Suppose that you have a rod in a uniform magnetic field $B$. The field points in the $z$ direction, while the rod is initially perpendicular to it. At the two ends of the rod, two point-like charges with the same mass $m$ and charge $q$ are fixed. Suppose that you give to the charges an instantaneous velocity, along the $z$ axis. The velocities have the same magnitude, say $v$, but they point in opposite direction. What is the subsequent motion of the bar?

I would say that the bar cannot translate. Rather, it rotates in some complicated way in a plane with increasingly high angular speed.

Let us write down the equation of motion for the masses. For the first point: \begin{equation} m\ddot{\textbf{r}}_1=\textbf{F}_1=q\dot{\textbf{r}}_1\times \textbf{B}+\frac{\mu_0q^2}{4\pi}\frac{1}{\lvert\textbf{r}_1-\textbf{r}_2\rvert^2}\dot{\textbf{r}}_1\times(\dot{\textbf{r}}_2\times\textbf{r}_1) \end{equation} For the second mass we can write a similar equation, with the subscripts $1$ and $2$ switched.

To derive that, we take into account the fact that when one of the charges moves, it generates a magnetic field (Biot-Savart law). So the other charge feels a Lorentz force due to the initial field $B$ and the new field.

Analyzing the forces, it seems that they are equal and opposite. So there is a torque that makes the rod rotate in a circumference, and there is an angular acceleration.

Hence, we can set $\lvert \textbf{r}_1 \rvert=\lvert \textbf{r}_2 \rvert=R$, $\lvert\textbf{r}_1-\textbf{r}_2\rvert=2R\hspace{3mm}$, as well as $\hspace{3 mm}\dot{\textbf{r}}_1=-\dot{\textbf{r}}_2=R\dot{\theta}\hat{e}_{\theta}$, $\hspace{3 mm}\dot{\textbf{r}}_1 \cdot \textbf{r}_1=0 $.

Then we use the fundamental law of rotations, $\tau=I\ddot{\theta}$, where $\tau$ is the torque, $I=2mR^2$ the moment of inertia around the origin, which we can put in the middle of the rod. Since $\tau=\textbf{r}_1\times \textbf{F}_1+\textbf{r}_2\times\textbf{F}_2$, we have to take the cross product of the right -hand side of the equations of motion (which are the forces) with $\textbf{r}_1$ and $\textbf{r}_2$ respectively to get $\tau$. If we do this, after some simplification, we get a non linear differential equation for $\theta$,

\begin{equation} \ddot{\theta}=\frac{q}{mR}\dot{\theta}\cos{\theta} \end{equation}

So this should be how $\theta$, namely the angle between bar and $B$, change with time.

What do you think?

Answer 1

First of all I want to say that i also don't know exactly how the rod will move, but i can say for sure that it will not be the way you are saying. Now before you read this any further, i suggest you have a look at this (part relevant to your question starts at about 14:06. Also i suggest you watch the whole video from there as there will be clearer demonstrations after he derives the equations.). So, if you have watched the video, i guess you can tell where the problem is.

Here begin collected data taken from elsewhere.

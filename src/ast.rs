//! # Filter Expression Language - Abstract Syntax Tree
//!
//! This module defines the tokens and the expression tree for the filter
//! expression language compiled by [`crate::compiler`].
//!
//! ## Architecture Overview
//!
//! - **[tokens]** - Lexical tokens produced by the lexer
//! - **[expressions]** - Expression nodes (literals, names, calls, operations)
//! - **[operators]** - Binary and unary operators with their precedence tiers
//! - **[functions]** - The fixed table of built-in functions and their arity
//!
//! ## Quick Start
//!
//! ```text
//! age > 10 && (name == "Alice" || name == "Bob")
//! ```
//!
//! ## Precedence
//!
//! From tightest to loosest binding:
//!
//! ```text
//! primary      literal, identifier, a.b.c, f(x), ( ... )
//! unary        !
//! relational   ==  !=  <  <=  >  >=
//! membership   &   then   |
//! and          &&  and
//! or           ||  or
//! ```
//!
//! ## Examples
//!
//! ### Membership lists
//!
//! ```text
//! name == ("Alice" | "Bob")         one of
//! tags == ("red" & "blue")          all of
//! ```
//!
//! ### Existence checks
//!
//! ```text
//! name && !deleted
//! exists(profile.email)
//! ```
pub mod expressions;
pub mod functions;
pub mod operators;
pub mod tokens;

pub use expressions::{Argument, Expr, LiteralKind};
pub use functions::Builtin;
pub use operators::{BinOp, UnaryOp};
pub use tokens::Token;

The angular momentum that you gave to the rod ( which I am assuming is along y-axis ) is along the x-axis whereas the torque due to magnetic field will be along z-axis. So, the rod will try and realign itself in such a way that the angular momentum and torque are in the same direction. And this is all i can tell you with my limited knowledge of angular momentum. I too don't yet understand how the rod will move or how the equations of its motion will look like.